Obviously they are in a much better position today.  Not only have skier visits grown dramatically but they have more lodging.  And its a four season resort now.  That is in large measure due to the EB5 money which financed the 3 new base lodges and real estate development.  Not only did it directly benefit the resort but also the entire MRV community. and all that in exchange for some 40 visas to some wealthy foreigners.  in the immortal words of Derrick Coleman "whoop dee damned do".


----------



## HowieT2 (Nov 2, 2015)

BenedictGomez said:


> I believe him that they didn't.
> 
> I'm just not buying that $20 Million in capital project improvements was the only thing that kept Sugarbush from declaring bankruptcy.
> 
> ...



First of all, and this is among the major concepts that seems to elude you, there is no government money involved in eb5.  second of all, the goal of the program is to create jobs and so therefore, the jobs creation data is public and required by the legislation.  Insuring the investments of foreigners is not part of the deal and never was.


----------



## thetrailboss (Nov 2, 2015)

The biggest change I have seen is, as was said, Sugarbush is now a true four-season resort.  There is a lot of business on the mountain that did not exist before.  It is nice to see.


----------



## steamboat1 (Nov 2, 2015)

BenedictGomez said:


> I believe him that they didn't.
> 
> I'm just not buying that $20 Million in capital project improvements was the only thing that kept Sugarbush from declaring bankruptcy.
> 
> Sorry, not buying that.  Especially given I have no figures to substantiate the claim.



You are correct, $20 million wasn't enough. Clay Brook residences, Timbers restaurant & the new Gate House base lodge were built at an estimated cost of $40 million. Only $20 million of that came from EB-5 money.


----------



## HowieT2 (Nov 2, 2015)

thetrailboss said:


> The biggest change I have seen is, as was said, Sugarbush is now a true four-season resort.  There is a lot of business on the mountain that did not exist before.  It is nice to see.



not just on the mtn but in the valley in general.  It has been an economic success story and exactly what they eb5 program was intended to do.


----------



## steamboat1 (Nov 2, 2015)

HowieT2 said:


> First of all, and this is among the major concepts that seems to elude you, there is no government money involved in eb5.  second of all, the goal of the program is to create jobs and so therefore, the jobs creation data is public and required by the legislation.  Insuring the investments of foreigners is not part of the deal and never was.


Like I said earlier Sugarbush wasn't required to create a single new job. They only had to show they saved jobs.


----------



## HowieT2 (Nov 2, 2015)

steamboat1 said:


> Like I said earlier Sugarbush wasn't required to create a single new job. They only had to show they saved jobs.

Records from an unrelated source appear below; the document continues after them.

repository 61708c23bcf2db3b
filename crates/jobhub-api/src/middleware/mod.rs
//! HTTP middleware.

pub mod logging;
//! Placeholder workload that stands in for real business logic.

use std::time::Duration;

use async_trait::async_trait;
use serde_json::Value;

use jobhub_entity::job::Job;

use crate::executor::{JobExecutionError, JobHandler};

/// Message stored as the result of every simulated job.
pub const COMPLETED_MESSAGE: &str = "Job completed successfully";

/// Sleeps for a fixed duration, then completes with a canned message.
#[derive(Debug, Clone)]
pub struct SimulatedJobHandler {
    /// How long each job "works".
    work: Duration,
}

impl SimulatedJobHandler {
    /// Create a handler that works for `work` per job.
    pub fn new(work: Duration) -> Self {
        Self { work }
    }
}

#[async_trait]
impl JobHandler for SimulatedJobHandler {
    fn name(&self) -> &str {
        "simulated"
    }

    async fn execute(&self, job: &Job) -> Result<Value, JobExecutionError> {
        tracing::debug!(job_id = job.id, work_ms = self.work.as_millis() as u64, "Simulating work");
        tokio::time::sleep(self.work).await;
        Ok(serde_json::json!({ "message": COMPLETED_MESSAGE }))
    }
}

#[cfg(test)]
mod tests {
    use super::*;
    use chrono::Utc;
    use jobhub_entity::job::JobStatus;

    #[tokio::test(start_paused = true)]
    async fn test_completes_with_message() {
        let now = Utc::now();
        let job = Job {
            id: 1,
            payload: serde_json::json!({"task": "x"}),
            status: JobStatus::Processing,
            result: None,
            created_at: now,
            updated_at: now,
        };

        let handler = SimulatedJobHandler::new(Duration::from_secs(2));
        let value = handler.execute(&job).await.unwrap();
        assert_eq!(value["message"], COMPLETED_MESSAGE);
    }
}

perhaps, but after the eb5 funded development they replaced all the kids from south america with seasonal local workers.


----------



## Newpylong (Nov 2, 2015)

tumbler said:


> I think that Win is telling the truth about going bankrupt and then having to sell.  It's a private company, they don't have to disclose any numbers.  You have no idea what a crappy business owning a ski area is.  You have a one week window to make money over the Christmas holiday and if the weather sucks you are SOL.  If you don't spend capital on new lifts, snowmaking and lodges then you are obsolete and outdated.  It costs an incredible amount of money to just operate.



Couldn't have said it any better.


----------



## steamboat1 (Nov 2, 2015)

HowieT2 said:


> perhaps, but after the eb5 funded development they replaced all the kids from south america with seasonal local workers.



I'm not saying it didn't create new jobs, I'm sure it did. I'm only saying that Sugarbush wasn't required to show they created new jobs. They took advantage of a provision in the EB-5 program which says if they could show their net worth dropped by 20% or more they'd simply have to show they saved 10 jobs per investor not create new ones.


----------



## thetrailboss (Nov 2, 2015)

HowieT2 said:


> not just on the mtn but in the valley in general.  It has been an economic success story and exactly what they eb5 program was intended to do.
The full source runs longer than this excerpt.